■ Work instruction ■
Find each line in the records below that contains the word "Salesforce", and copy it out.

★ ★ ★ ★ ★

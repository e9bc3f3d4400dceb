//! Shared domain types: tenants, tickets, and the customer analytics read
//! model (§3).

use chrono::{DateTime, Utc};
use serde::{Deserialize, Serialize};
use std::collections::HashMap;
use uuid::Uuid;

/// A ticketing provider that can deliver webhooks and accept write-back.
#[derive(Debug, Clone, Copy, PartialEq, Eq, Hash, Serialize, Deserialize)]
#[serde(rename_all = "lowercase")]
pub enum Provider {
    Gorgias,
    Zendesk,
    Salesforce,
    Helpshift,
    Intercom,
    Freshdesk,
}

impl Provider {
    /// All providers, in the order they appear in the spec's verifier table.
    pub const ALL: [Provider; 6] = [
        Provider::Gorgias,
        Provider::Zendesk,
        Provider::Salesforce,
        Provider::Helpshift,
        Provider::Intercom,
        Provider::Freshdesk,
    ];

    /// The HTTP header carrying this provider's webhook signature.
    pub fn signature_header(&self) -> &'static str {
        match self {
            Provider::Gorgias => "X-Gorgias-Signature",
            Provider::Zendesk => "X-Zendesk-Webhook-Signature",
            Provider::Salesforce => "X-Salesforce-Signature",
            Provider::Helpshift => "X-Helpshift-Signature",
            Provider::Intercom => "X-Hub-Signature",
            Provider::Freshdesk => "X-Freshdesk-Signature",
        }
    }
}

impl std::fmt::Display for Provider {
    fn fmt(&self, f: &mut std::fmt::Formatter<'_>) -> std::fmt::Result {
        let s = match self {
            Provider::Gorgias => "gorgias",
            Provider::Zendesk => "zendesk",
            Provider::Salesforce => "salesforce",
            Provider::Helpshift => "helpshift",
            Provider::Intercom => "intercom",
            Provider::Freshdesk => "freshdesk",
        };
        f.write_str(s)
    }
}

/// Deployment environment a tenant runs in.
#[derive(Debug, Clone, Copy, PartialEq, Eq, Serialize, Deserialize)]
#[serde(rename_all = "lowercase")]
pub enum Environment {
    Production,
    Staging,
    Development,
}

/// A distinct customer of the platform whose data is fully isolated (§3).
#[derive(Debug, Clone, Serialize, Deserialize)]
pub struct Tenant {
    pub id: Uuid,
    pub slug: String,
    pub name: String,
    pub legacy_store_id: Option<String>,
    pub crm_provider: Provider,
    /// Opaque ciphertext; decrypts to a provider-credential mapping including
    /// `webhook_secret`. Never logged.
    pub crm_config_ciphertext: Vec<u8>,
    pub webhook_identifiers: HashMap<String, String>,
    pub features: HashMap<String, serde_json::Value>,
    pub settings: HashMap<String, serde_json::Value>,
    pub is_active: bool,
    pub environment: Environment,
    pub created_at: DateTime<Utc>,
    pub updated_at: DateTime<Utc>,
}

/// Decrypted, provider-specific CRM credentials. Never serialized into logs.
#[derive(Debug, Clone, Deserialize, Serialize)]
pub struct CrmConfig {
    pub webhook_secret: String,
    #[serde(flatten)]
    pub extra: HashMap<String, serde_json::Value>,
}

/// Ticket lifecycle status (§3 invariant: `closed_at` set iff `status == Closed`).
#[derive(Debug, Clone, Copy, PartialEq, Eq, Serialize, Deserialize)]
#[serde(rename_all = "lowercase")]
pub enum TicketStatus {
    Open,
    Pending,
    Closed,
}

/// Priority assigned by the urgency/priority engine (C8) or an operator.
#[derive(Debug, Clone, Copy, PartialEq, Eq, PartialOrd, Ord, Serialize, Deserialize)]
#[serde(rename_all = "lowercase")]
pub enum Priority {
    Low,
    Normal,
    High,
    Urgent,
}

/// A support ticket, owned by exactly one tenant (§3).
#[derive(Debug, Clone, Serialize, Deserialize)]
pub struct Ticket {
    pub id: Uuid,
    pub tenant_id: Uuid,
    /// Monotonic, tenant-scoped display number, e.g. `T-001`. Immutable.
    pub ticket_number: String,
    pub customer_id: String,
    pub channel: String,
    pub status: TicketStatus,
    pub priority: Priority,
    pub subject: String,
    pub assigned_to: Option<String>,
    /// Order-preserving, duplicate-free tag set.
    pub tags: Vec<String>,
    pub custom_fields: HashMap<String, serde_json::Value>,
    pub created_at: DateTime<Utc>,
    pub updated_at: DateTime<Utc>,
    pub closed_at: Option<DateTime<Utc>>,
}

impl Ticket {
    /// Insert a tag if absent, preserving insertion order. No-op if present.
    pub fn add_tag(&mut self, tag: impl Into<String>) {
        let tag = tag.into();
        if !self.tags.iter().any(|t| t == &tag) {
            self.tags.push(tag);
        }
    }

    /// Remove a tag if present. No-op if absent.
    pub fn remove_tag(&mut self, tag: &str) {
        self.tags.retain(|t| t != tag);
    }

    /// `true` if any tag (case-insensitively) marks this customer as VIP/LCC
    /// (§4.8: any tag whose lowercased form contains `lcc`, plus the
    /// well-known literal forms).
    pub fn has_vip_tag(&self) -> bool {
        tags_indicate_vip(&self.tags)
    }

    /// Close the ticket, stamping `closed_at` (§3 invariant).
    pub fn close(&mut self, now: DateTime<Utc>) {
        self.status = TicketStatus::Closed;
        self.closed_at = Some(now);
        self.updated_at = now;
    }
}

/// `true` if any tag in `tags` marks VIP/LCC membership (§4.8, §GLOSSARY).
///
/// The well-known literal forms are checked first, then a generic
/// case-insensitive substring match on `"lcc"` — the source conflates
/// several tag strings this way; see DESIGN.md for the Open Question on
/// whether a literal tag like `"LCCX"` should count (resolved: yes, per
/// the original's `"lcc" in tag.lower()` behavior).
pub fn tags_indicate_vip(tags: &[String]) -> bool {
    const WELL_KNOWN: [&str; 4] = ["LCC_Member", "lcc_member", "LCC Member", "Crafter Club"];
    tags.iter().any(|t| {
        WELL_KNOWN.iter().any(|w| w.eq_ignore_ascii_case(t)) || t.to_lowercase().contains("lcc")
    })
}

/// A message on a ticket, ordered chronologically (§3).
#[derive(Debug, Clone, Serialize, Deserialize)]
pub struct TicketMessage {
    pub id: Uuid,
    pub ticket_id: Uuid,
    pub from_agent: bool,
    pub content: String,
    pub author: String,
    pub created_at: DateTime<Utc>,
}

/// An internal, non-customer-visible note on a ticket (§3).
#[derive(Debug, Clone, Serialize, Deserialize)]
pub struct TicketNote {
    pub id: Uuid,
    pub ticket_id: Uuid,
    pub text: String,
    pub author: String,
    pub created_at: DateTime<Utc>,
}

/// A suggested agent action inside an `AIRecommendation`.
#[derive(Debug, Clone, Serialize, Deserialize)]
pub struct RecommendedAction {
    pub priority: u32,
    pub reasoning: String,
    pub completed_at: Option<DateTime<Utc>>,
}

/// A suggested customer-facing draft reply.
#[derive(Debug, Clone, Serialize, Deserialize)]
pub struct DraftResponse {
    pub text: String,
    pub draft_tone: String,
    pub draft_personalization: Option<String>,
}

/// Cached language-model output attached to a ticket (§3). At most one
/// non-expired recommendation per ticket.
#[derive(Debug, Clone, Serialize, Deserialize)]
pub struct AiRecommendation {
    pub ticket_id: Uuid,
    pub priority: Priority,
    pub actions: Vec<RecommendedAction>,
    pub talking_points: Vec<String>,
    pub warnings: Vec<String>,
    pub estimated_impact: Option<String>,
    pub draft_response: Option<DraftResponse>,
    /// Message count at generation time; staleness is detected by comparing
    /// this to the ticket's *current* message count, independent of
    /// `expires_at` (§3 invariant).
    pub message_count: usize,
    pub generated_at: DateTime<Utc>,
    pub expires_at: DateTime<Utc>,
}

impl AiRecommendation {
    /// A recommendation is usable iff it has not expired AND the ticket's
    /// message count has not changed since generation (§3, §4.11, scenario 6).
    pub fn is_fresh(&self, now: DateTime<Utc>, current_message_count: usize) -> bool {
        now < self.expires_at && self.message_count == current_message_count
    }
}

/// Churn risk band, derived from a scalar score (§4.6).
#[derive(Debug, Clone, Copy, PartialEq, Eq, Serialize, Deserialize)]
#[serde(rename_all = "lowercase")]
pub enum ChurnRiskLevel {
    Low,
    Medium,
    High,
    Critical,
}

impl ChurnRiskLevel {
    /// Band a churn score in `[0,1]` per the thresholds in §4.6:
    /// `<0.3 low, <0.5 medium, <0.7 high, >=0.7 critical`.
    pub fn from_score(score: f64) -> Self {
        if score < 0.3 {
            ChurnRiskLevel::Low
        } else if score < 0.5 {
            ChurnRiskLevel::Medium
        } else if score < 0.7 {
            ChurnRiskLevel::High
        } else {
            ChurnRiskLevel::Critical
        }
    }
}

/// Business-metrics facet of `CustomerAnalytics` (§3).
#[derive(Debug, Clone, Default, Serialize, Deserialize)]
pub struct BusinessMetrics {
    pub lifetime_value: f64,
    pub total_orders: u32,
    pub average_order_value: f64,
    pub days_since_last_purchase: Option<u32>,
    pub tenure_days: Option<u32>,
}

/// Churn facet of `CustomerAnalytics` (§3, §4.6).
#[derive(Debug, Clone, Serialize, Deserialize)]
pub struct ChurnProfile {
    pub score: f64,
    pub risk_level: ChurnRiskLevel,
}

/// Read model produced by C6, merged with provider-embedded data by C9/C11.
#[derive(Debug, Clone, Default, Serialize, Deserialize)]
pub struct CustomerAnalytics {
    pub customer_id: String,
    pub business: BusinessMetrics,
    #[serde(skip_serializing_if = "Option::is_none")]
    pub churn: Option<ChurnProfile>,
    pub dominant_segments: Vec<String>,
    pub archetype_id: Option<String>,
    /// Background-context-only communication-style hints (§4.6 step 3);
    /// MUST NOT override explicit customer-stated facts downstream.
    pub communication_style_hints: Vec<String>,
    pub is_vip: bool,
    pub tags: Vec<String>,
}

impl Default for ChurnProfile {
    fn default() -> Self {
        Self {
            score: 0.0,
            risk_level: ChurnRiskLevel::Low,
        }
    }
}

★ ★ ★ ★ ★

■ The completed task ■
    Salesforce,
        Provider::Salesforce,
            Provider::Salesforce => "X-Salesforce-Signature",
            Provider::Salesforce => "salesforce",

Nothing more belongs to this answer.